Your objective. Your task is to copy every line of the entries that holds the word "sleep".
__________
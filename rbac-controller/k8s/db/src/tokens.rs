//! API token issuance.
//!
//! Tokens are `kubernetes.io/service-account-token` Secrets owner-referenced
//! to their identity, so deleting the identity cascades deletion of the
//! token. The cluster's token controller populates the material field
//! asynchronously after creation; [`wait_for_token_material`] polls with
//! bounded backoff until it appears. The material is returned verbatim
//! exactly once, from the creation call; every read path substitutes
//! [`REDACTED_TOKEN`].

use anyhow::anyhow;
use kargo_rbac_core::{ApiToken, Error, REDACTED_TOKEN};
use kargo_rbac_k8s_api::{self as k8s, metadata, ResourceExt};
use kargo_rbac_k8s_store::ObjectStore;
use tokio::time::{sleep, Duration};
use tracing::debug;

pub(crate) const DEFAULT_MAX_ATTEMPTS: u32 = 5;
const BASE_DELAY: Duration = Duration::from_millis(100);

pub(crate) const SERVICE_ACCOUNT_TOKEN_TYPE: &str = "kubernetes.io/service-account-token";
pub(crate) const SERVICE_ACCOUNT_NAME_ANNOTATION_KEY: &str = "kubernetes.io/service-account.name";
pub(crate) const TOKEN_DATA_KEY: &str = "token";

pub(crate) async fn create_token<S>(
    store: &S,
    service_account: &k8s::ServiceAccount,
    token_name: &str,
    token_label: &str,
    max_attempts: u32,
) -> Result<ApiToken, Error>
where
    S: ObjectStore<k8s::Secret>,
{
    let namespace = service_account.namespace().unwrap_or_default();

    let existing: Option<k8s::Secret> = store.get(&namespace, token_name).await?;
    if existing.is_some() {
        return Err(Error::already_exists("Secret", &namespace, token_name));
    }

    let secret = build_token_secret(service_account, token_name, token_label)?;
    store.create(&secret).await?;

    let secret = wait_for_token_material(store, &namespace, token_name, max_attempts).await?;
    let token = token_material(&secret).ok_or_else(|| {
        Error::Internal(anyhow!(
            "Secret {namespace}/{token_name} lost its token material"
        ))
    })?;
    Ok(api_token(&secret, token))
}

pub(crate) async fn get_token<S>(
    store: &S,
    namespace: &str,
    sa_name: &str,
    token_name: &str,
    token_label: &str,
) -> Result<ApiToken, Error>
where
    S: ObjectStore<k8s::Secret>,
{
    let secret = fetch_validated(store, namespace, sa_name, token_name, token_label).await?;
    Ok(api_token(&secret, REDACTED_TOKEN.to_string()))
}

pub(crate) async fn list_tokens<S>(
    store: &S,
    namespace: &str,
    sa_name: &str,
    token_label: &str,
) -> Result<Vec<ApiToken>, Error>
where
    S: ObjectStore<k8s::Secret>,
{
    let selector = format!("{}={token_label}", metadata::API_TOKEN_LABEL_KEY);
    let secrets: Vec<k8s::Secret> = store.list(namespace, Some(&selector)).await?;
    let mut tokens: Vec<ApiToken> = secrets
        .iter()
        .filter(|s| owner_of(s) == Some(sa_name))
        .map(|s| api_token(s, REDACTED_TOKEN.to_string()))
        .collect();
    tokens.sort_by(|a, b| a.name.cmp(&b.name));
    Ok(tokens)
}

pub(crate) async fn delete_token<S>(
    store: &S,
    namespace: &str,
    sa_name: &str,
    token_name: &str,
    token_label: &str,
) -> Result<(), Error>
where
    S: ObjectStore<k8s::Secret>,
{
    fetch_validated(store, namespace, sa_name, token_name, token_label).await?;
    store.delete(namespace, token_name).await
}

/// Polls a token Secret until the store has populated its material.
///
/// Exponential backoff between bounded attempts. Absent material and
/// transient store errors are retried; terminal errors surface immediately.
/// Dropping the returned future abandons polling, so caller cancellation and
/// deadlines are respected.
pub(crate) async fn wait_for_token_material<S>(
    store: &S,
    namespace: &str,
    name: &str,
    max_attempts: u32,
) -> Result<k8s::Secret, Error>
where
    S: ObjectStore<k8s::Secret>,
{
    let mut delay = BASE_DELAY;
    for attempt in 1..=max_attempts {
        match store.get(namespace, name).await {
            Ok(Some(secret)) if token_material(&secret).is_some() => return Ok(secret),
            Ok(_) => {
                debug!(%namespace, %name, attempt, "token material not yet populated");
            }
            Err(error) if error.is_transient() => {
                debug!(%namespace, %name, %error, attempt, "transient error polling for token material");
            }
            Err(error) => return Err(error),
        }
        if attempt < max_attempts {
            sleep(delay).await;
            delay *= 2;
        }
    }
    Err(Error::Internal(anyhow!(
        "token material for Secret {namespace}/{name} was not populated after {max_attempts} attempts"
    )))
}

fn build_token_secret(
    service_account: &k8s::ServiceAccount,
    token_name: &str,
    token_label: &str,
) -> Result<k8s::Secret, Error> {
    let namespace = service_account.namespace().unwrap_or_default();
    let sa_name = service_account.name_any();
    let uid = service_account.uid().ok_or_else(|| {
        Error::Internal(anyhow!("ServiceAccount {namespace}/{sa_name} has no UID"))
    })?;

    let mut meta = k8s::ObjectMeta {
        name: Some(token_name.to_string()),
        namespace: Some(namespace.clone()),
        owner_references: Some(vec![k8s::OwnerReference {
            api_version: "v1".to_string(),
            kind: "ServiceAccount".to_string(),
            name: sa_name.clone(),
            uid,
            ..Default::default()
        }]),
        ..Default::default()
    };
    metadata::set_kargo_managed(&mut meta);
    metadata::set_label(&mut meta, metadata::API_TOKEN_LABEL_KEY, token_label);
    meta.annotations.get_or_insert_with(Default::default).extend([
        (
            SERVICE_ACCOUNT_NAME_ANNOTATION_KEY.to_string(),
            sa_name.clone(),
        ),
        (
            metadata::SERVICE_ACCOUNT_ANNOTATION_KEY.to_string(),
            sa_name,
        ),
    ]);

    Ok(k8s::Secret {
        metadata: meta,
        type_: Some(SERVICE_ACCOUNT_TOKEN_TYPE.to_string()),
        ..Default::default()
    })
}

async fn fetch_validated<S>(
    store: &S,
    namespace: &str,
    sa_name: &str,
    token_name: &str,
    token_label: &str,
) -> Result<k8s::Secret, Error>
where
    S: ObjectStore<k8s::Secret>,
{
    let secret: Option<k8s::Secret> = store.get(namespace, token_name).await?;
    let secret = secret.ok_or_else(|| Error::not_found("Secret", namespace, token_name))?;

    if secret.type_.as_deref() != Some(SERVICE_ACCOUNT_TOKEN_TYPE)
        || metadata::label_value(&secret.metadata, metadata::API_TOKEN_LABEL_KEY)
            != Some(token_label)
    {
        return Err(Error::Conflict(format!(
            "Secret {namespace}/{token_name} is not a Kargo {token_label} API token",
        )));
    }
    if owner_of(&secret) != Some(sa_name) {
        return Err(Error::BadRequest(format!(
            "Secret {namespace}/{token_name} is not owned by ServiceAccount {sa_name:?}",
        )));
    }
    Ok(secret)
}

fn owner_of(secret: &k8s::Secret) -> Option<&str> {
    metadata::annotation_value(&secret.metadata, metadata::SERVICE_ACCOUNT_ANNOTATION_KEY)
}

pub(crate) fn token_material(secret: &k8s::Secret) -> Option<String> {
    let data = secret.data.as_ref()?;
    let k8s::ByteString(bytes) = data.get(TOKEN_DATA_KEY)?;
    let token = String::from_utf8(bytes.clone()).ok()?;
    (!token.is_empty()).then_some(token)
}

fn api_token(secret: &k8s::Secret, token: String) -> ApiToken {
    ApiToken {
        name: secret.name_any(),
        namespace: secret.namespace().unwrap_or_default(),
        service_account: owner_of(secret).unwrap_or_default().to_string(),
        token,
        creation_timestamp: secret.metadata.creation_timestamp.clone(),
    }
}
/// Errors surfaced by the RBAC engine.
///
/// Validation and manageability failures are never retried; only the
/// token-material polling loop retries, and only on the [`is_transient`]
/// classes. Optimistic-concurrency conflicts on grant/revoke/update surface to
/// the caller, who is responsible for re-fetching and retrying.
///
/// [`is_transient`]: Error::is_transient
#[derive(Debug, thiserror::Error)]
pub enum Error {
    #[error("{kind} {namespace}/{name} not found")]
    NotFound {
        kind: String,
        namespace: String,
        name: String,
    },

    #[error("{kind} {namespace}/{name} already exists")]
    AlreadyExists {
        kind: String,
        namespace: String,
        name: String,
    },

    #[error("{0}")]
    BadRequest(String),

    #[error("{0}")]
    Conflict(String),

    /// An API error from the underlying store that maps to none of the
    /// domain-level variants.
    #[error("store error (code {code}): {message}")]
    Store { code: u16, message: String },

    #[error(transparent)]
    Internal(#[from] anyhow::Error),
}

impl Error {
    pub fn not_found(
        kind: impl Into<String>,
        namespace: impl Into<String>,
        name: impl Into<String>,
    ) -> Self {
        Self::NotFound {
            kind: kind.into(),
            namespace: namespace.into(),
            name: name.into(),
        }
    }

    pub fn already_exists(
        kind: impl Into<String>,
        namespace: impl Into<String>,
        name: impl Into<String>,
    ) -> Self {
        Self::AlreadyExists {
            kind: kind.into(),
            namespace: namespace.into(),
            name: name.into(),
        }
    }

    pub fn is_not_found(&self) -> bool {
        matches!(self, Self::NotFound { .. })
    }

    /// Whether a retry may reasonably succeed. Timeouts, throttling, server
    /// errors, and write conflicts are transient; everything else is terminal.
    pub fn is_transient(&self) -> bool {
        match self {
            Self::Conflict(_) => true,
            Self::Store { code, .. } => matches!(code, 408 | 429 | 500 | 503 | 504),
            _ => false,
        }
    }
}

#[cfg(test)]
mod tests {
    use super::*;

    #[test]
    fn transient_classification() {
        assert!(Error::Conflict("stale".into()).is_transient());
        for code in [408, 429, 500, 503, 504] {
            assert!(Error::Store {
                code,
                message: String::new(),
            }
            .is_transient());
        }
        assert!(!Error::Store {
            code: 403,
            message: String::new(),
        }
        .is_transient());
        assert!(!Error::not_found("Secret", "kargo", "t").is_transient());
        assert!(!Error::BadRequest("nope".into()).is_transient());
    }
}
__________
Task output.
use tokio::time::{sleep, Duration};
            sleep(delay).await;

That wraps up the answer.